While falls are common, they are also costly, both to the individual and the health care system. Most importantly, they can often be prevented. People of all ages can practice these methods to help build the skills to stay balanced.


Go to a class!

Evidence-based community falls prevention programs can significantly reduce falls and falls risk factors as well as reduce the costs associated with falls. These programs address a wide range of falls risk factors, such as improving muscle strength and balance, removing home hazards that contribute to falls, and increasing confidence to engage in falls-reduction activities. Also, these programs reduce health care costs and have proven positive returns on investment. If a fall does occur, many top-rated medical alert devices offer a fall detection feature.

A popular evidence-based falls prevention program offered by AgeGuide is, A Matter of Balance. This program teaches older adults how to reduce fall risks and eases their fear of falling, improves falls self-management, increases self-confidence, and promotes physical activity. It also helps eliminate the isolation and depression fear of falling . To learn more about evidence-based falls classes and health promotion, please go to the AgeGuide website.

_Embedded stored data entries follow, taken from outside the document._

//! Read-only asset inspection.
//!
//! `asset_info` answers "what is this file" without converting anything:
//! dimensions and color mode for rasters, page count and the info
//! dictionary for documents, plus timestamps, the EXIF summary, and the
//! derived GPS view.

use std::collections::BTreeMap;
use std::path::{Path, PathBuf};
use std::sync::Arc;

use serde::Serialize;

use crate::codec::CodecProvider;
use crate::error::{ConvertError, Result};
use crate::formats::FormatToken;
use crate::metadata::{DocumentInfo, ExifSummary, GpsPosition, Scalar, Timestamps};

/// Everything knowable about one asset without modifying it.
#[derive(Debug, Clone, Serialize)]
pub struct AssetInfo {
    pub path: PathBuf,
    pub format: FormatToken,
    /// Pixel dimensions; absent for documents.
    #[serde(skip_serializing_if = "Option::is_none")]
    pub width: Option<u32>,
    #[serde(skip_serializing_if = "Option::is_none")]
    pub height: Option<u32>,
    /// Decoded color mode, e.g. "rgb8" or "rgba16"; absent for documents.
    #[serde(skip_serializing_if = "Option::is_none")]
    pub color_mode: Option<String>,
    pub timestamps: Timestamps,
    #[serde(skip_serializing_if = "Option::is_none")]
    pub exif: Option<ExifSummary>,
    /// Decimal-degree view derived from the raw EXIF GPS rationals.
    #[serde(skip_serializing_if = "Option::is_none")]
    pub gps: Option<GpsPosition>,
    #[serde(skip_serializing_if = "BTreeMap::is_empty")]
    pub extras: BTreeMap<String, Scalar>,
    /// Document fields; present only for multi-page sources.
    #[serde(skip_serializing_if = "Option::is_none")]
    pub document: Option<DocumentRecord>,
}

/// Document-specific portion of [`AssetInfo`].
#[derive(Debug, Clone, Serialize)]
pub struct DocumentRecord {
    pub page_count: usize,
    pub info: DocumentInfo,
    /// First page's (width, height) in points.
    #[serde(skip_serializing_if = "Option::is_none")]
    pub first_page_size: Option<(f32, f32)>,
}

/// Inspect one asset. Never writes.
pub fn asset_info(path: &Path, codec: &Arc<dyn CodecProvider>) -> Result<AssetInfo> {
    if !path.exists() {
        return Err(ConvertError::NotFound(path.to_path_buf()));
    }
    let format = FormatToken::classify(path).ok_or_else(|| ConvertError::UnsupportedFormat {
        path: path.to_path_buf(),
        extension: path
            .extension()
            .and_then(|e| e.to_str())
            .unwrap_or("")
            .to_string(),
    })?;

    let timestamps = Timestamps::capture(path)?;

    if format.is_document() {
        let handle = codec.open_document(path)?;
        return Ok(AssetInfo {
            path: path.to_path_buf(),
            format,
            width: None,
            height: None,
            color_mode: None,
            timestamps,
            exif: None,
            gps: None,
            extras: BTreeMap::new(),
            document: Some(DocumentRecord {
                page_count: handle.page_count,
                info: handle.info,
                first_page_size: handle.first_page_size,
            }),
        });
    }

    let decoded = codec.decode(path, format)?;
    let gps = decoded.exif.as_ref().and_then(|e| e.gps());

    Ok(AssetInfo {
        path: path.to_path_buf(),
        format,
        width: Some(decoded.image.width()),
        height: Some(decoded.image.height()),
        color_mode: Some(color_mode_name(decoded.image.color()).to_string()),
        timestamps,
        exif: decoded.exif,
        gps,
        extras: decoded.extras,
        document: None,
    })
}

fn color_mode_name(color: image::ColorType) -> &'static str {
    use image::ColorType;
    match color {
        ColorType::L8 => "l8",
        ColorType::La8 => "la8",
        ColorType::Rgb8 => "rgb8",
        ColorType::Rgba8 => "rgba8",
        ColorType::L16 => "l16",
        ColorType::La16 => "la16",
        ColorType::Rgb16 => "rgb16",
        ColorType::Rgba16 => "rgba16",
        ColorType::Rgb32F => "rgb32f",
        ColorType::Rgba32F => "rgba32f",
        _ => "unknown",
    }
}
//! Single-asset conversion.
//!
//! One job flows through fixed stages: pre-flight checks that need no
//! pixel I/O, route selection by source/destination kind, decode, encode,
//! write, then best-effort metadata and timestamp carry-over. Every check
//! that can fail without touching pixels fails before any decode work.

use std::sync::Arc;

use crate::codec::{CodecProvider, EncodeOptions};
use crate::document::DocumentAdapter;
use crate::error::{ConvertError, Result};
use crate::formats::{CapabilitySet, FormatRegistry, FormatToken};
use crate::metadata::Timestamps;
use crate::types::{Asset, ConversionJob, ConversionResult};

/// Executes one conversion job at a time. Cheap to clone; clones share the
/// codec provider.
#[derive(Clone)]
pub struct ConversionPipeline {
    registry: FormatRegistry,
    codec: Arc<dyn CodecProvider>,
    adapter: DocumentAdapter,
}

impl ConversionPipeline {
    pub fn new(codec: Arc<dyn CodecProvider>) -> Self {
        let registry = FormatRegistry::new(codec.capabilities());
        let adapter = DocumentAdapter::new(Arc::clone(&codec));
        Self {
            registry,
            codec,
            adapter,
        }
    }

    pub fn registry(&self) -> &FormatRegistry {
        &self.registry
    }

    pub fn document_adapter(&self) -> &DocumentAdapter {
        &self.adapter
    }

    /// Run one job synchronously and return the written output asset.
    pub fn execute(&self, job: &ConversionJob) -> Result<Asset> {
        let source = &job.source.path;
        let dest = &job.dest.path;

        if !source.exists() {
            return Err(ConvertError::NotFound(source.clone()));
        }
        let src_token = job
            .source
            .token
            .ok_or_else(|| unsupported(&job.source))?;
        let dest_token = job.dest.token.ok_or_else(|| unsupported(&job.dest))?;

        self.check_source(src_token, dest_token)?;
        self.check_dest(dest_token)?;

        tracing::debug!(
            source = %source.display(),
            dest = %dest.display(),
            from = %src_token,
            to = %dest_token,
            "converting"
        );

        // Timestamps are captured before anything is written so the
        // destination can inherit them afterwards.
        let timestamps = if job.options.preserve_timestamps {
            Timestamps::capture(source).ok()
        } else {
            None
        };

        if let Some(parent) = dest.parent() {
            if !parent.as_os_str().is_empty() {
                std::fs::create_dir_all(parent)?;
            }
        }

        match (src_token.is_document(), dest_token.is_document()) {
            // document -> document: structural copy, never rasterized
            (true, true) => self.adapter.copy_compact(source, dest)?,
            // document -> raster: first page through the encode path, at
            // the requested density when one is given
            (true, false) => {
                let scale = job
                    .options
                    .dpi
                    .map(|(x, _)| x / 72.0)
                    .unwrap_or(crate::document::DOCUMENT_RASTER_SCALE);
                let image = self.adapter.rasterize_first_page(source, scale)?;
                let options = EncodeOptions {
                    quality: job.options.clamped_quality(),
                };
                let bytes = self.codec.encode(&image, dest_token, &options, dest)?;
                std::fs::write(dest, bytes)?;
            }
            // raster -> document: one-page document on a Letter page
            (false, true) => {
                self.adapter.image_to_document(
                    source,
                    dest,
                    job.options.clamped_quality(),
                    None,
                    job.options.preserve_metadata,
                )?;
            }
            // raster -> raster
            (false, false) => {
                let decoded = self.codec.decode(source, src_token)?;
                let options = EncodeOptions {
                    quality: job.options.clamped_quality(),
                };
                let bytes = self.codec.encode(&decoded.image, dest_token, &options, dest)?;
                std::fs::write(dest, bytes)?;

                // EXIF carry-over happens after the encoded file exists, and
                // only between two EXIF-capable containers. Failure leaves a
                // valid converted file, so it degrades to a warning.
                if job.options.preserve_metadata
                    && src_token.supports_exif()
                    && dest_token.supports_exif()
                {
                    if let Err(e) = self.codec.carry_exif(source, dest) {
                        tracing::warn!(
                            source = %source.display(),
                            dest = %dest.display(),
                            error = %e,
                            "metadata carry-over failed; output kept without EXIF"
                        );
                    }
                }
            }
        }

        if let Some(times) = timestamps {
            if let Err(e) = times.apply(dest) {
                tracing::warn!(
                    dest = %dest.display(),
                    error = %e,
                    "could not restore timestamps"
                );
            }
        }

        Ok(Asset::probe(dest))
    }

    /// Run one job on the blocking pool and fold the outcome into a
    /// [`ConversionResult`].
    pub async fn execute_job(&self, job: ConversionJob) -> ConversionResult {
        let pipeline = self.clone();
        let source = job.source.clone();
        let dest = job.dest.clone();

        let outcome =
            tokio::task::spawn_blocking(move || pipeline.execute(&job)).await;

        match outcome {
            Ok(Ok(output)) => ConversionResult::Success { source, output },
            Ok(Err(error)) => ConversionResult::Failure {
                source,
                dest,
                error,
            },
            Err(join_error) => ConversionResult::Failure {
                error: ConvertError::Codec {
                    path: source.path.clone(),
                    message: format!("conversion task aborted: {join_error}"),
                },
                source,
                dest,
            },
        }
    }

    /// Source-side pre-flight: the source's codec must be present before
    /// any file I/O happens.
    fn check_source(&self, src: FormatToken, dest: FormatToken) -> Result<()> {
        let caps = self.registry.capabilities();
        match src {
            FormatToken::Raw if !caps.raw_decode => Err(missing_codec(src)),
            FormatToken::Heif if !caps.heif => Err(missing_codec(src)),
            FormatToken::Avif if !caps.avif => Err(missing_codec(src)),
            // Rasterizing a document needs pdfium; document->document does
            // not.
            FormatToken::Pdf if !dest.is_document() && !caps.pdf_rasterizer => {
                Err(missing_codec(FormatToken::Pdf))
            }
            _ => Ok(()),
        }
    }

    /// Destination-side pre-flight: source-only formats are never encoded.
    fn check_dest(&self, dest: FormatToken) -> Result<()> {
        let caps = self.registry.capabilities();
        match dest {
            FormatToken::Raw => Err(ConvertError::Unimplemented { format: dest }),
            FormatToken::Heif if !caps.heif => Err(missing_codec(dest)),
            FormatToken::Avif if !caps.avif => Err(missing_codec(dest)),
            _ => Ok(()),
        }
    }
}

fn unsupported(asset: &Asset) -> ConvertError {
    ConvertError::UnsupportedFormat {
        path: asset.path.clone(),
        extension: asset
            .path
            .extension()
            .and_then(|e| e.to_str())
            .unwrap_or("")
            .to_string(),
    }
}

fn missing_codec(format: FormatToken) -> ConvertError {
    ConvertError::CodecUnavailable {
        format,
        hint: CapabilitySet::hint_for(format).to_string(),
    }
}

Practice these 5 Steps to Prevent a Fall:

  1. Talk to your health care provider – ask for an assessment of your risk of falling and share your history of recent falls.
  2. Regularly review your medications with your doctor or pharmacist – make sure side effects aren’t increasing your risk of falling. Take medications only as prescribed.
  3. Get your vision and hearing checked annually and update your eyeglasses – your eyes and ears are key to keeping you on your feet.
  4. Keep your home safe – remove tripping hazards, increase lighting, make stairs safe, and install grab bars in key areas.
  5. Talk to your family members – enlist their support in taking simple steps to stay safe. Falls are not just an ageing issue.